Set financial goals for the short, mid and long-term to create a personal finance roadmap.
When setting your financial goals, don’t be afraid to dream, especially with your long-term list. Having your goals written down in a place where you will regularly see them can give you the motivation to follow through with the day-to-day steps that they require.
2) Set up an emergency fund
A staple of good money management is an emergency fund. An emergency fund is an account with cash that you can easily access in case of a medical, household, or other emergencies that require quick payment.
An emergency fund is also vital if you become suddenly unemployed. With this savings, you can pay your living expenses while you search for a new job.
Ideally, your emergency fund should contain between three and six months worth of your living expenses.
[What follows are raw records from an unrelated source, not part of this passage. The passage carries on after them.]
use std::time::Duration;
use tokio::sync::mpsc;
use tokio::time::{Instant, MissedTickBehavior};
use tokio_util::sync::CancellationToken;
use tracing::{debug, info, warn};

use crate::encoder::Encoder;
use crate::generator::Generator;
use crate::publisher::Publisher;
use crate::sample::MetricSample;
use crate::template::WorkerTemplates;

/// Delivery counters of one worker over one accounting window
#[derive(Debug, Clone, Copy, PartialEq, Eq)]
pub struct WorkerStats {
    pub worker_id: usize,
    /// Samples carried by successful publishes
    pub success_count: u64,
    /// Samples carried by failed publishes
    pub failure_count: u64,
    pub elapsed: Duration,
}

#[derive(Debug, Clone, Copy, PartialEq, Eq)]
pub enum EmitOutcome {
    Sent,
    /// Channel full; the record was discarded
    Dropped,
    /// Aggregator is gone
    Closed,
    /// Window not elapsed yet
    NotDue,
}

/// Worker timing settings
#[derive(Debug, Clone, Copy)]
pub struct WorkerSettings {
    pub interval: Duration,
    pub stats_push_interval: Duration,
}

pub struct Worker {
    id: usize,
    full_name: String,
    generators: Vec<Generator>,
    encoder: Encoder,
    publisher: Box<dyn Publisher>,
    settings: WorkerSettings,
    stats_tx: mpsc::Sender<WorkerStats>,
    window_start: Instant,
    success_count: u64,
    failure_count: u64,
}

impl Worker {
    /// Clone every generator family with this worker's metric name and tags
    pub fn new(
        id: usize,
        templates: &WorkerTemplates,
        generators: &[Generator],
        encoder: Encoder,
        publisher: Box<dyn Publisher>,
        settings: WorkerSettings,
        stats_tx: mpsc::Sender<WorkerStats>,
    ) -> Self {
        let generators = generators
            .iter()
            .map(|generator| {
                let metric_name = templates.metric_name(generator.name());
                let tags = encoder.format_tags(&templates.instance_tags(&metric_name));
                generator.clone_for_worker(metric_name, tags)
            })
            .collect();

        Self {
            id,
            full_name: templates.full_name.clone(),
            generators,
            encoder,
            publisher,
            settings,
            stats_tx,
            window_start: Instant::now(),
            success_count: 0,
            failure_count: 0,
        }
    }

    pub fn id(&self) -> usize {
        self.id
    }

    pub fn full_name(&self) -> &str {
        &self.full_name
    }

    /// Generate, encode and publish one batch. Returns whether the publish succeeded.
    pub async fn tick(&mut self) -> bool {
        let samples: Vec<MetricSample> = self
            .generators
            .iter_mut()
            .map(Generator::generate_sample)
            .collect();
        let count = samples.len() as u64;
        let payload = self.encoder.format_batch(samples);

        match self.publisher.publish(&payload).await {
            Ok(()) => {
                self.success_count += count;
                metrics::counter!(crate::metrics::PUBLISH_SUCCESS, count);
                true
            }
            Err(e) => {
                self.failure_count += count;
                metrics::counter!(crate::metrics::PUBLISH_FAILURE, count);
                debug!(worker = %self.full_name, "Publish failed: {}", e);
                false
            }
        }
    }

    /// Push the current window to the aggregator once it has lasted long
    /// enough. Never waits: a full channel drops the record.
    pub fn flush_stats(&mut self, now: Instant) -> EmitOutcome {
        let elapsed = now.saturating_duration_since(self.window_start);
        if elapsed < self.settings.stats_push_interval {
            return EmitOutcome::NotDue;
        }

        let stats = WorkerStats {
            worker_id: self.id,
            success_count: self.success_count,
            failure_count: self.failure_count,
            elapsed,
        };
        self.window_start = now;
        self.success_count = 0;
        self.failure_count = 0;

        match self.stats_tx.try_send(stats) {
            Ok(()) => EmitOutcome::Sent,
            Err(mpsc::error::TrySendError::Full(_)) => {
                metrics::counter!(crate::metrics::DROPPED_STATS, 1);
                warn!(worker = %self.full_name, "Stats channel full, discarding stats");
                EmitOutcome::Dropped
            }
            Err(mpsc::error::TrySendError::Closed(_)) => EmitOutcome::Closed,
        }
    }

    /// Tick until cancelled or until the aggregator goes away
    pub async fn run(mut self, cancel: CancellationToken) {
        let mut ticker = tokio::time::interval(self.settings.interval);
        ticker.set_missed_tick_behavior(MissedTickBehavior::Skip);
        self.window_start = Instant::now();

        loop {
            tokio::select! {
                biased;
                _ = cancel.cancelled() => break,
                _ = ticker.tick() => {
                    self.tick().await;
                    if self.flush_stats(Instant::now()) == EmitOutcome::Closed {
                        debug!(worker = %self.full_name, "Stats channel closed");
                        break;
                    }
                }
            }
        }

        info!("Worker {} stopped", self.full_name);
    }
}

#[cfg(test)]
mod tests {
    use super::*;
    use crate::config::Format;
    use crate::encoder::Payload;
    use crate::error::PublishError;
    use crate::profile::{build_generators, parse_profile};
    use crate::publisher::NullPublisher;
    use crate::template::Templates;
    use async_trait::async_trait;
    use bytes::Bytes;
    use std::sync::{Arc, Mutex};

    #[derive(Default, Clone)]
    struct Recorder {
        bodies: Arc<Mutex<Vec<Bytes>>>,
        fail: bool,
    }

    #[async_trait]
    impl Publisher for Recorder {
        async fn publish(&mut self, payload: &Payload) -> Result<(), PublishError> {
            self.bodies.lock().unwrap().push(payload.to_bytes());
            if self.fail {
                Err(PublishError::Status(500))
            } else {
                Ok(())
            }
        }
    }

    const SETTINGS: WorkerSettings = WorkerSettings {
        interval: Duration::from_millis(10),
        stats_push_interval: Duration::from_millis(50),
    };

    fn worker(
        id: usize,
        publisher: Box<dyn Publisher>,
        stats_tx: mpsc::Sender<WorkerStats>,
    ) -> Worker {
        let encoder = Encoder::for_format(Format::Carbon);
        let templates = Templates::new("dc=east,worker=WORKERNUM", "tsgen.", "-WORKERNUM", "box", 9)
            .unwrap();
        let specs = parse_profile(
            "counterInt={name: fixed, value: 10, increment: 0},counterInt={name: step, value: 1}",
        )
        .unwrap();
        let shared = encoder.format_tags(&templates.shared_tags);
        let generators = build_generators(&specs, &shared);

        Worker::new(
            id,
            &templates.for_worker(id),
            &generators,
            encoder,
            publisher,
            SETTINGS,
            stats_tx,
        )
    }

    #[tokio::test]
    async fn test_tick_publishes_templated_batch() {
        let (tx, _rx) = mpsc::channel(4);
        let recorder = Recorder::default();
        let mut w = worker(2, Box::new(recorder.clone()), tx);
        assert_eq!(w.full_name(), "worker-9-2");

        assert!(w.tick().await);
        assert!(w.tick().await);

        let bodies = recorder.bodies.lock().unwrap();
        let first = std::str::from_utf8(&bodies[0]).unwrap();
        let lines: Vec<&str> = first.lines().collect();
        assert_eq!(lines.len(), 2);
        assert!(lines[0].starts_with("tsgen.fixed-2;dc=east;worker=2 10 "));
        assert!(lines[1].starts_with("tsgen.step-2;dc=east;worker=2 1 "));

        let second = std::str::from_utf8(&bodies[1]).unwrap();
        assert!(second.contains("tsgen.step-2;dc=east;worker=2 2 "));
        assert_eq!(w.success_count, 4);
    }

    #[test]
    fn test_expanded_tags_reach_the_encoder() {
        let encoder = Encoder::for_format(Format::Carbon);
        let templates = Templates::new(
            "thread=WORKERFULLNAME,series=METRICNAME",
            "tsgen.",
            "-WORKERNUM",
            "box",
            77,
        )
        .unwrap();
        let specs = parse_profile("counterInt={name: hits}").unwrap();
        let generators = build_generators(&specs, &encoder.format_tags(&templates.shared_tags));
        let (tx, _rx) = mpsc::channel(1);

        let mut w = Worker::new(
            3,
            &templates.for_worker(3),
            &generators,
            encoder,
            Box::new(NullPublisher),
            SETTINGS,
            tx,
        );

        let sample = w.generators[0].generate_sample();
        assert_eq!(sample.name, "tsgen.hits-3");
        assert_eq!(sample.tags, ";thread=worker-77-3;series=tsgen.hits-3");
    }

    #[tokio::test]
    async fn test_failures_are_counted() {
        let (tx, _rx) = mpsc::channel(4);
        let recorder = Recorder {
            fail: true,
            ..Default::default()
        };
        let mut w = worker(0, Box::new(recorder), tx);

        assert!(!w.tick().await);
        assert_eq!(w.failure_count, 2);
        assert_eq!(w.success_count, 0);
    }

    #[tokio::test]
    async fn test_flush_waits_for_window() {
        let (tx, mut rx) = mpsc::channel(4);
        let mut w = worker(1, Box::new(NullPublisher), tx);
        w.tick().await;

        let start = w.window_start;
        assert_eq!(w.flush_stats(start + Duration::from_millis(10)), EmitOutcome::NotDue);

        let now = start + Duration::from_millis(60);
        assert_eq!(w.flush_stats(now), EmitOutcome::Sent);
        let stats = rx.recv().await.unwrap();
        assert_eq!(stats.worker_id, 1);
        assert_eq!(stats.success_count, 2);
        assert_eq!(stats.elapsed, Duration::from_millis(60));

        // window restarted
        assert_eq!(w.success_count, 0);
        assert_eq!(w.flush_stats(now), EmitOutcome::NotDue);
    }

    #[tokio::test]
    async fn test_full_channel_drops_without_blocking() {
        let (tx, mut rx) = mpsc::channel(1);
        tx.try_send(WorkerStats {
            worker_id: 99,
            success_count: 0,
            failure_count: 0,
            elapsed: Duration::ZERO,
        })
        .unwrap();

        let mut w = worker(0, Box::new(NullPublisher), tx);
        w.tick().await;
        let later = w.window_start + Duration::from_secs(1);
        assert_eq!(w.flush_stats(later), EmitOutcome::Dropped);

        // the worker keeps going with a fresh window
        assert!(w.tick().await);
        assert_eq!(w.success_count, 2);
        assert_eq!(rx.recv().await.unwrap().worker_id, 99);
    }

    #[tokio::test]
    async fn test_closed_channel_is_reported() {
        let (tx, rx) = mpsc::channel(1);
        drop(rx);
        let mut w = worker(0, Box::new(NullPublisher), tx);
        let later = w.window_start + Duration::from_secs(1);
        assert_eq!(w.flush_stats(later), EmitOutcome::Closed);
    }

    #[tokio::test]
    async fn test_run_stops_on_cancel() {
        let (tx, mut rx) = mpsc::channel(64);
        let w = worker(0, Box::new(NullPublisher), tx);
        let cancel = CancellationToken::new();
        let handle = tokio::spawn(w.run(cancel.clone()));

        let stats = tokio::time::timeout(Duration::from_secs(2), rx.recv())
            .await
            .unwrap()
            .unwrap();
        assert!(stats.success_count > 0);

        cancel.cancel();
        tokio::time::timeout(Duration::from_secs(2), handle)
            .await
            .unwrap()
            .unwrap();
    }
}
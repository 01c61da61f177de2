//! Aggregation of worker delivery statistics into periodic summaries

use std::time::Duration;
use tokio::sync::mpsc;
use tokio_util::sync::CancellationToken;
use tracing::{debug, info};

use crate::worker::WorkerStats;

/// Totals over one print window
#[derive(Debug, Clone, Copy, PartialEq, Default)]
pub struct Summary {
    pub workers: usize,
    pub success_count: u64,
    pub failure_count: u64,
    pub duration: Duration,
}

impl Summary {
    pub fn add(&mut self, stats: &WorkerStats) {
        self.success_count += stats.success_count;
        self.failure_count += stats.failure_count;
        self.duration += stats.elapsed;
    }

    pub fn total(&self) -> u64 {
        self.success_count + self.failure_count
    }

    /// Successful samples per second of summed worker time
    pub fn avg_successful_mps(&self) -> f64 {
        let secs = self.duration.as_secs_f64();
        if secs == 0.0 {
            0.0
        } else {
            self.success_count as f64 / secs
        }
    }

    /// Percentage of samples successfully sent
    pub fn success_ratio(&self) -> f64 {
        let total = self.total();
        if total == 0 {
            0.0
        } else {
            self.success_count as f64 / total as f64 * 100.0
        }
    }

    /// `MRS: workers,mps,succ,total,ratio`
    pub fn csv_line(&self) -> String {
        format!(
            "MRS: {},{:.3},{},{},{:6.2}",
            self.workers,
            self.avg_successful_mps(),
            human_readable(self.success_count),
            human_readable(self.total()),
            self.success_ratio()
        )
    }
}

/// Round to the nearest K, M, G or T
pub fn human_readable(n: u64) -> String {
    const UNITS: [(u64, &str); 4] = [
        (1_000_000_000_000, "T"),
        (1_000_000_000, "G"),
        (1_000_000, "M"),
        (1_000, "K"),
    ];

    for (scale, unit) in UNITS {
        if n >= scale {
            return format!("{:.0}{}", (n as f64 / scale as f64).round(), unit);
        }
    }
    n.to_string()
}

pub struct StatsAggregator {
    rx: mpsc::Receiver<WorkerStats>,
    workers: usize,
    accumulation: usize,
}

impl StatsAggregator {
    /// Every summary covers `print_to_push_ratio` records per worker
    pub fn new(rx: mpsc::Receiver<WorkerStats>, workers: usize, print_to_push_ratio: usize) -> Self {
        Self {
            rx,
            workers,
            accumulation: (print_to_push_ratio * workers).max(1),
        }
    }

    pub fn accumulation(&self) -> usize {
        self.accumulation
    }

    /// Wait for a full window of records. `None` once every sender is gone.
    pub async fn next_summary(&mut self) -> Option<Summary> {
        let mut summary = Summary {
            workers: self.workers,
            ..Default::default()
        };

        for received in 0..self.accumulation {
            let stats = self.rx.recv().await?;
            debug!("Received {}/{} stats records", received + 1, self.accumulation);
            summary.add(&stats);
        }

        Some(summary)
    }

    pub async fn run(mut self, cancel: CancellationToken) {
        info!(
            "Accumulating {} stats records before each summary",
            self.accumulation
        );

        loop {
            let summary = tokio::select! {
                _ = cancel.cancelled() => break,
                summary = self.next_summary() => summary,
            };

            let Some(summary) = summary else {
                break;
            };

            info!(
                "{} workers successfully sent an average of {:.3} metrics per second. A total of {} metrics were successfully sent out of {} generated. Success ratio is {:6.2}%",
                summary.workers,
                summary.avg_successful_mps(),
                human_readable(summary.success_count),
                human_readable(summary.total()),
                summary.success_ratio()
            );
            info!("{}", summary.csv_line());
        }

        debug!("Stats aggregator stopped");
    }
}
The best place to keep your emergency fund is in a bank or credit union savings account, a money market account or in instruments like bonds. Here, you can store your funds, without the risk of loss, while having quick access to the money if and when it is needed.
Living within your means is an essential money management skill. Spending more than you earn each month will send your finances spiralling out of control.
A budget keeps you on track. With a written plan that shows exactly how much you make and how much you spend, you have greater control over your money. A budget reveals where you can cut unnecessary expenses in order to strengthen your income to outgo ratio.
While fixed costs such as your rent or mortgage may not be changeable, other expenses—like dining out or your cable TV package—can be. If you need to lower your spending in order to better manage your monthly expenses, your budget shows you where there’s room to change.
4. Use credit cards wisely
Using credit cards to live above your means can put you in dangerous financial straits.
Most credit card companies charge interest rates of 20% or more after you fail to pay your bill on time. If you get in the habit of not paying off your balance every month, you could end up paying a great deal of interest over time.
To avoid credit card debts, closely monitor your spending and never rely on lines of credit to purchase items that you don’t have the money for.
5. Stick to your financial plan
Once your financial goals are written down and your monthly budget is in place, the next challenge is sticking with your plan. When it comes to finances, it’s easy to get distracted and make unnecessary impulse purchases. Straying from your financial plan can put you behind, and, in some cases, it can cause a major financial setback.
To maintain good money management, remember these practices:
- Keep a close eye on your financial goals, both short and long-term.
- Live within your means.
- Revisit and adjust your budget periodically. As your income level and other life factors change, you’ll want to adjust your budget and add more flexibility to it over time.
In conclusion, regardless of how much money you earn, it’s important to implement solid wealth management habits, starting sooner rather than later. Having goals and strategies in place can give you a tremendous edge in achieving the financial future that you hope for, and in living a more stress-free life along the way.